Cuddy wusste, dass Wilson Recht hatte. Durch Stacy, mit der sie sich gut verstand, hatte sie einiges mitbekommen, was sich nach House' Entlassung aus dem Krankenhaus bei den beiden zu Hause abgespielt hatte. Nicht am eigenen Leib so wie Wilson, der ständig dabei gewesen und mehr als ein paar Mal ins Kreuzfeuer geraten war, und alles war natürlich aus Stacys Sicht der Dinge an sie herangetragen worden, aber immerhin wusste sie, dass House alles ablehnte, das andere aber vor allem auch ihn selbst mit der Nase darauf stieß, wie sehr sich sein Leben geändert hatte. Erst nach und nach ließ er gewisse Dinge zu, und ein Hocker im Konferenzzimmer wäre mit Sicherheit auch nichts so drastisches wie ein Treppenlift in Stacys und House' früheren Zuhause, doch Cuddy sah ein, dass Wilson Recht hatte. Andererseits... „Wenn wir ihm jetzt sagen, er braucht zu den nächsten Sitzungen nicht zu kommen..."

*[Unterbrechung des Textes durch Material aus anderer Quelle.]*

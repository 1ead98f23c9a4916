//! Budget events.

use chrono::{DateTime, Utc};
use rust_decimal::Decimal;
use serde::{Deserialize, Serialize};

use super::BudgetItem;

/// Which gate refused an expenditure.
#[derive(Debug, Clone, Copy, PartialEq, Eq, Serialize, Deserialize)]
#[serde(rename_all = "snake_case")]
pub enum RejectionGate {
    /// The budget is not ACTIVE.
    BudgetStatus,
    /// The named item does not exist in the budget.
    ItemNotFound,
    /// The amount exceeds the item's remaining allocation.
    InsufficientBudget,
}

impl RejectionGate {
    /// Stable gate name recorded in the audit trail.
    #[must_use]
    pub const fn as_str(self) -> &'static str {
        match self {
            Self::BudgetStatus => "budget_status",
            Self::ItemNotFound => "item_not_found",
            Self::InsufficientBudget => "insufficient_budget",
        }
    }
}

/// A budget was created in DRAFT status.
#[derive(Debug, Clone, PartialEq, Eq, Serialize, Deserialize)]
pub struct BudgetCreated {
    /// The new budget's id.
    pub budget_id: String,
    /// The law this budget funds.
    pub law_id: String,
    /// Fiscal year covered.
    pub fiscal_year: i32,
    /// Initial line items (spent amounts start at zero).
    pub items: Vec<BudgetItem>,
    /// The immutable total.
    pub budget_total: Decimal,
    /// Creation instant.
    pub created_at: DateTime<Utc>,
    /// Actor that created the budget.
    pub created_by: Option<String>,
}

/// A budget moved from DRAFT to ACTIVE.
#[derive(Debug, Clone, PartialEq, Eq, Serialize, Deserialize)]
pub struct BudgetActivated {
    /// The activated budget.
    pub budget_id: String,
    /// Activation instant.
    pub activated_at: DateTime<Utc>,
}

/// One applied entry of an adjustment batch, recorded for audit.
#[derive(Debug, Clone, PartialEq, Eq, Serialize, Deserialize)]
pub struct AppliedAdjustment {
    /// Adjusted item.
    pub item_id: String,
    /// Allocation before this entry.
    pub old_amount: Decimal,
    /// Allocation after this entry.
    pub new_amount: Decimal,
    /// The signed change.
    pub change_amount: Decimal,
}

/// A zero-sum allocation rebalance was applied.
#[derive(Debug, Clone, PartialEq, Eq, Serialize, Deserialize)]
pub struct AllocationAdjusted {
    /// The adjusted budget.
    pub budget_id: String,
    /// Adjustment instant.
    pub adjusted_at: DateTime<Utc>,
    /// The applied entries, in command order.
    pub adjustments: Vec<AppliedAdjustment>,
    /// Caller-stated reason.
    pub reason: String,
}

/// An expenditure passed every gate and was approved.
#[derive(Debug, Clone, PartialEq, Eq, Serialize, Deserialize)]
pub struct ExpenditureApproved {
    /// Budget charged.
    pub budget_id: String,
    /// Item charged.
    pub item_id: String,
    /// Generated expenditure id.
    pub expenditure_id: String,
    /// Approved amount.
    pub amount: Decimal,
    /// What the money is for.
    pub purpose: String,
    /// Approval instant.
    pub approved_at: DateTime<Utc>,
    /// The item's remaining allocation after this expenditure.
    pub remaining_after: Decimal,
}

/// An expenditure failed a gate; recorded for audit, not an error.
#[derive(Debug, Clone, PartialEq, Eq, Serialize, Deserialize)]
pub struct ExpenditureRejected {
    /// Budget that was charged.
    pub budget_id: String,
    /// Item that was charged.
    pub item_id: String,
    /// Requested amount.
    pub amount: Decimal,
    /// What the money was for.
    pub purpose: String,
    /// Rejection instant.
    pub rejected_at: DateTime<Utc>,
    /// The gate that refused.
    pub gate: RejectionGate,
    /// Human-readable detail.
    pub reason: String,
}

/// An active budget was closed.
#[derive(Debug, Clone, PartialEq, Eq, Serialize, Deserialize)]
pub struct BudgetClosed {
    /// The closed budget.
    pub budget_id: String,
    /// Closing instant.
    pub closed_at: DateTime<Utc>,
    /// Final sum of allocations.
    pub final_allocated: Decimal,
    /// Final sum of expenditures.
    pub final_spent: Decimal,
    /// Final unspent remainder.
    pub final_remaining: Decimal,
}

„... wird er erst recht kommen weil er beweisen will, dass er eine Sitzung durchsteht. Daran hab ich auch gedacht. Wir müssen es geschickter anstellen."

„Geschickter?"

„Eine wichtige aber nervige Aufgabe, die er dringend erledigen muss statt zum Meeting zu kommen. Mehr Fälle, die ihn in Anspruch nehmen. Er muss sich von sich aus weigern teilzunehmen, allerdings mit Begründungen, die Sie – nach ausreichender Diskussion, damit er nicht misstrauisch wird – akzeptieren müssen."

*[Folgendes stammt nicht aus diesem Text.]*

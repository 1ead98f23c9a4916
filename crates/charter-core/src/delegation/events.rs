//! Delegation events.

use chrono::{DateTime, Utc};
use serde::{Deserialize, Serialize};

use crate::policy::Visibility;

/// Authority was delegated from one actor to another.
#[derive(Debug, Clone, PartialEq, Eq, Serialize, Deserialize)]
pub struct DecisionRightDelegated {
    /// The new delegation's id.
    pub delegation_id: String,
    /// Workspace the delegation applies in.
    pub workspace_id: String,
    /// Granting actor.
    pub from_actor: String,
    /// Receiving actor.
    pub to_actor: String,
    /// Creation instant.
    pub delegated_at: DateTime<Utc>,
    /// TTL in days.
    pub ttl_days: u32,
    /// Expiry instant.
    pub expires_at: DateTime<Utc>,
    /// Edge visibility.
    pub visibility: Visibility,
    /// Optional categorization label.
    pub purpose_tag: Option<String>,
}

/// An active delegation's expiry was extended.
#[derive(Debug, Clone, PartialEq, Eq, Serialize, Deserialize)]
pub struct DelegationRenewed {
    /// The renewed delegation.
    pub delegation_id: String,
    /// Renewal instant.
    pub renewed_at: DateTime<Utc>,
    /// New TTL in days, counted from renewal.
    pub ttl_days: u32,
    /// New expiry instant.
    pub expires_at: DateTime<Utc>,
}

/// A delegation was explicitly cancelled.
#[derive(Debug, Clone, PartialEq, Eq, Serialize, Deserialize)]
pub struct DelegationRevoked {
    /// The revoked delegation.
    pub delegation_id: String,
    /// Revocation instant.
    pub revoked_at: DateTime<Utc>,
    /// Actor that revoked it ("system" when absent).
    pub revoked_by: String,
    /// Optional stated reason.
    pub reason: Option<String>,
}

/// A delegation passed its expiry without renewal (reflex event).
#[derive(Debug, Clone, PartialEq, Eq, Serialize, Deserialize)]
pub struct DelegationExpired {
    /// The expired delegation.
    pub delegation_id: String,
    /// When the tick engine observed the expiry.
    pub expired_at: DateTime<Utc>,
}
//! Law registry projection.

use std::collections::BTreeMap;

use chrono::{DateTime, Duration, Utc};

use super::events::{
    LawActivated, LawArchived, LawCreated, LawReviewCompleted, LawReviewTriggered, ReviewOutcome,
};
use super::{LawState, LawStatus};

/// Materialized view of all laws, keyed by id, indexed by status and
/// next checkpoint through its query methods.
#[derive(Debug, Default, Clone)]
pub struct LawRegistry {
    laws: BTreeMap<String, LawState>,
}

impl LawRegistry {
    /// Looks up a law by id.
    #[must_use]
    pub fn get(&self, law_id: &str) -> Option<&LawState> {
        self.laws.get(law_id)
    }

    /// Laws in a given status.
    pub fn list_by_status(&self, status: LawStatus) -> impl Iterator<Item = &LawState> {
        self.laws.values().filter(move |law| law.status == status)
    }

    /// Laws currently in effect.
    pub fn list_active(&self) -> impl Iterator<Item = &LawState> {
        self.list_by_status(LawStatus::Active)
    }

    /// ACTIVE laws whose next checkpoint has passed.
    #[must_use]
    pub fn list_overdue(&self, now: DateTime<Utc>) -> Vec<&LawState> {
        self.laws
            .values()
            .filter(|law| law.is_review_overdue(now))
            .collect()
    }

    /// ACTIVE laws whose next checkpoint falls within the coming
    /// `days` days.
    #[must_use]
    pub fn count_upcoming(&self, now: DateTime<Utc>, days: i64) -> u64 {
        let horizon = now + Duration::days(days);
        self.list_active()
            .filter(|law| {
                law.next_checkpoint_at
                    .is_some_and(|at| now < at && at <= horizon)
            })
            .count() as u64
    }

    pub(crate) fn apply_created(&mut self, payload: &LawCreated, version: u64) {
        self.laws.insert(
            payload.law_id.clone(),
            LawState {
                law_id: payload.law_id.clone(),
                workspace_id: payload.workspace_id.clone(),
                title: payload.title.clone(),
                scope: payload.scope.clone(),
                reversibility: payload.reversibility,
                checkpoints: payload.checkpoints.clone(),
                params: payload.params.clone(),
                status: LawStatus::Draft,
                checkpoint_index: 0,
                next_checkpoint_at: None,
                created_at: payload.created_at,
                activated_at: None,
                version,
            },
        );
    }

    pub(crate) fn apply_activated(&mut self, payload: &LawActivated, version: u64) {
        if let Some(law) = self.laws.get_mut(&payload.law_id) {
            law.status = LawStatus::Active;
            law.activated_at = Some(payload.activated_at);
            law.next_checkpoint_at = Some(payload.next_checkpoint_at);
            law.checkpoint_index = payload.checkpoint_index;
            law.version = version;
        }
    }

    pub(crate) fn apply_review_triggered(&mut self, payload: &LawReviewTriggered, version: u64) {
        if let Some(law) = self.laws.get_mut(&payload.law_id) {
            law.status = LawStatus::Review;
            law.version = version;
        }
    }

    pub(crate) fn apply_review_completed(&mut self, payload: &LawReviewCompleted, version: u64) {
        if let Some(law) = self.laws.get_mut(&payload.law_id) {
            law.status = match payload.outcome {
                ReviewOutcome::Continue | ReviewOutcome::Adjust => LawStatus::Active,
                ReviewOutcome::Sunset => LawStatus::Sunset,
            };
            law.checkpoint_index = payload.checkpoint_index;
            law.next_checkpoint_at = payload.next_checkpoint_at;
            law.version = version;
        }
    }

    pub(crate) fn apply_archived(&mut self, payload: &LawArchived, version: u64) {
        if let Some(law) = self.laws.get_mut(&payload.law_id) {
            law.status = LawStatus::Archived;
            law.next_checkpoint_at = None;
            law.version = version;
        }
    }
}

Cuddy konnte sich ein Lächeln nicht verkneifen. „Ich hab nicht gewusst, dass Sie mindestens ebenso manipulativ sind, wie House."

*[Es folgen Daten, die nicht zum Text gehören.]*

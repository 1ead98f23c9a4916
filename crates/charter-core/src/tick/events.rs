//! Reflex event payloads emitted by the tick engine.
//!
//! These record that a threshold or deadline was observed; they carry
//! the numeric values and timestamps an auditor needs to re-derive the
//! decision.

use chrono::{DateTime, Utc};
use rust_decimal::Decimal;
use serde::{Deserialize, Serialize};

/// A tick evaluation pass ran.
#[derive(Debug, Clone, PartialEq, Eq, Serialize, Deserialize)]
pub struct SystemTick {
    /// Evaluation instant.
    pub tick_at: DateTime<Utc>,
    /// Identifier tying the pass's events together.
    pub tick_id: String,
}

/// Delegation concentration crossed the warning thresholds.
#[derive(Debug, Clone, PartialEq, Serialize, Deserialize)]
pub struct DelegationConcentrationWarning {
    /// Observation instant.
    pub triggered_at: DateTime<Utc>,
    /// Observed Gini coefficient.
    pub gini_coefficient: f64,
    /// Observed maximum in-degree.
    pub max_in_degree: u64,
    /// Gini warning threshold in force.
    pub warn_threshold_gini: f64,
    /// In-degree warning threshold in force.
    pub warn_threshold_in_degree: u64,
    /// Which bounds were crossed.
    pub reason: String,
}

/// Delegation concentration crossed the halt thresholds.
#[derive(Debug, Clone, PartialEq, Serialize, Deserialize)]
pub struct DelegationConcentrationHalt {
    /// Observation instant.
    pub triggered_at: DateTime<Utc>,
    /// Observed Gini coefficient.
    pub gini_coefficient: f64,
    /// Observed maximum in-degree.
    pub max_in_degree: u64,
    /// Gini halt threshold in force.
    pub halt_threshold_gini: f64,
    /// In-degree halt threshold in force.
    pub halt_threshold_in_degree: u64,
    /// Safeguards engaged automatically alongside the halt.
    pub automatic_responses: Vec<String>,
    /// Which bounds were crossed.
    pub reason: String,
}

/// Aggregate visibility was escalated in response to a halt.
#[derive(Debug, Clone, PartialEq, Eq, Serialize, Deserialize)]
pub struct TransparencyEscalated {
    /// Escalation instant.
    pub escalated_at: DateTime<Utc>,
    /// Escalation scope ("global" today).
    pub scope: String,
    /// Visibility level before.
    pub previous_level: String,
    /// Visibility level after.
    pub new_level: String,
    /// The event type that triggered the escalation.
    pub trigger_event: String,
}

/// An ACTIVE budget's allocations no longer sum to its total.
///
/// The write path guards this invariant; seeing the event means
/// corruption or a handler bug, and it is worth an alarm.
#[derive(Debug, Clone, PartialEq, Eq, Serialize, Deserialize)]
pub struct BudgetBalanceViolationDetected {
    /// The unbalanced budget.
    pub budget_id: String,
    /// Observation instant.
    pub detected_at: DateTime<Utc>,
    /// The immutable total.
    pub budget_total: Decimal,
    /// Observed sum of allocations.
    pub total_allocated: Decimal,
    /// `total_allocated - budget_total`.
    pub variance: Decimal,
}

/// A budget item's spend exceeds its allocation.
#[derive(Debug, Clone, PartialEq, Eq, Serialize, Deserialize)]
pub struct BudgetOverspendDetected {
    /// The owning budget.
    pub budget_id: String,
    /// The overspent item.
    pub item_id: String,
    /// Observation instant.
    pub detected_at: DateTime<Utc>,
    /// Item allocation.
    pub allocated_amount: Decimal,
    /// Item spend.
    pub spent_amount: Decimal,
    /// `spent_amount - allocated_amount`.
    pub overspend_amount: Decimal,
}

/// Supplier awards concentrated past the warning threshold.
#[derive(Debug, Clone, PartialEq, Serialize, Deserialize)]
pub struct SupplierConcentrationWarning {
    /// Observation instant.
    pub triggered_at: DateTime<Utc>,
    /// Gini over awarded totals.
    pub gini_coefficient: f64,
    /// Threshold in force.
    pub warn_threshold: f64,
    /// Sum of all awarded totals.
    pub total_value_awarded: Decimal,
    /// Number of registered suppliers.
    pub supplier_count: u64,
}

/// Supplier awards concentrated past the halt threshold.
#[derive(Debug, Clone, PartialEq, Serialize, Deserialize)]
pub struct SupplierConcentrationHalt {
    /// Observation instant.
    pub triggered_at: DateTime<Utc>,
    /// Gini over awarded totals.
    pub gini_coefficient: f64,
    /// Threshold in force.
    pub halt_threshold: f64,
    /// Sum of all awarded totals.
    pub total_value_awarded: Decimal,
    /// Number of registered suppliers.
    pub supplier_count: u64,
}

„Ich hab in den letzten Monaten so einiges gelernt.", Wilson zwinkerte ihr zu. „In der Diagnostik-Abteilung ist noch nicht so viel los, als dass ich House' Part während der Sitzungen nicht übernehmen könnte. Ich werde weiter ein Auge auf ihn haben und auf seine Arbeit. Und er braucht dringend Angestellte."

„Ich weiß."

„Sie sollten ihm androhen, ihm einfach irgendwelche Praktikanten zuzuteilen, wenn er sich nicht endlich jemanden sucht."